What the exercise asks
Pull out all lines from the listing below in which the word "Debug" appears.

=== Provided data ===

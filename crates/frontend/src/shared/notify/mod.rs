//! User-facing notifications (toasts)
//!
//! Notifications are fire-and-forget: they never fail and return nothing.
//! Messages are not de-duplicated; each one expires on its own timer.

use gloo_timers::future::TimeoutFuture;
use leptos::prelude::*;

/// Reports the outcome of an operation to the user
pub trait NotificationSink {
    fn success(&self, message: &str);
    fn failure(&self, message: &str);
}

#[derive(Clone, Copy, Debug, PartialEq, Eq)]
pub enum ToastKind {
    Success,
    Failure,
}

impl ToastKind {
    fn class(&self) -> &'static str {
        match self {
            ToastKind::Success => "toast toast--success",
            ToastKind::Failure => "toast toast--error",
        }
    }
}

#[derive(Clone, Debug)]
struct Toast {
    id: u64,
    kind: ToastKind,
    message: String,
}

/// Toast queue rendered by `ToastHost`.
#[derive(Clone, Copy)]
pub struct ToastService {
    toasts: RwSignal<Vec<Toast>>,
    next_id: RwSignal<u64>,
    ttl_ms: u32,
}

impl ToastService {
    pub fn new(ttl_ms: u32) -> Self {
        Self {
            toasts: RwSignal::new(Vec::new()),
            next_id: RwSignal::new(1),
            ttl_ms,
        }
    }

    pub fn push(&self, kind: ToastKind, message: &str) {
        let id = self.next_id.get_untracked();
        self.next_id.set(id + 1);

        self.toasts.update(|t| {
            t.push(Toast {
                id,
                kind,
                message: message.to_string(),
            })
        });

        let svc = *self;
        leptos::task::spawn_local(async move {
            TimeoutFuture::new(svc.ttl_ms).await;
            svc.dismiss(id);
        });
    }

    pub fn dismiss(&self, id: u64) {
        // The host may already be gone when a timer fires.
        let _ = self.toasts.try_update(|t| t.retain(|toast| toast.id != id));
    }
}

impl NotificationSink for ToastService {
    fn success(&self, message: &str) {
        log::info!("{}", message);
        self.push(ToastKind::Success, message);
    }

    fn failure(&self, message: &str) {
        log::warn!("{}", message);
        self.push(ToastKind::Failure, message);
    }
}

/// Renders active toasts. Must be mounted exactly once.
#[component]
pub fn ToastHost() -> impl IntoView {
    let svc = use_context::<ToastService>()
        .expect("ToastService not provided in context (provide it in app root)");

    view! {
        <div class="toast-container">
            <For
                each=move || svc.toasts.get()
                key=|toast| toast.id
                children=move |toast: Toast| {
                    let id = toast.id;
                    view! {
                        <div class=toast.kind.class() on:click=move |_| svc.dismiss(id)>
                            {toast.message}
                        </div>
                    }
                }
            />
        </div>
    }
}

===

Reply to the exercise
#[derive(Clone, Copy, Debug, PartialEq, Eq)]
#[derive(Clone, Debug)]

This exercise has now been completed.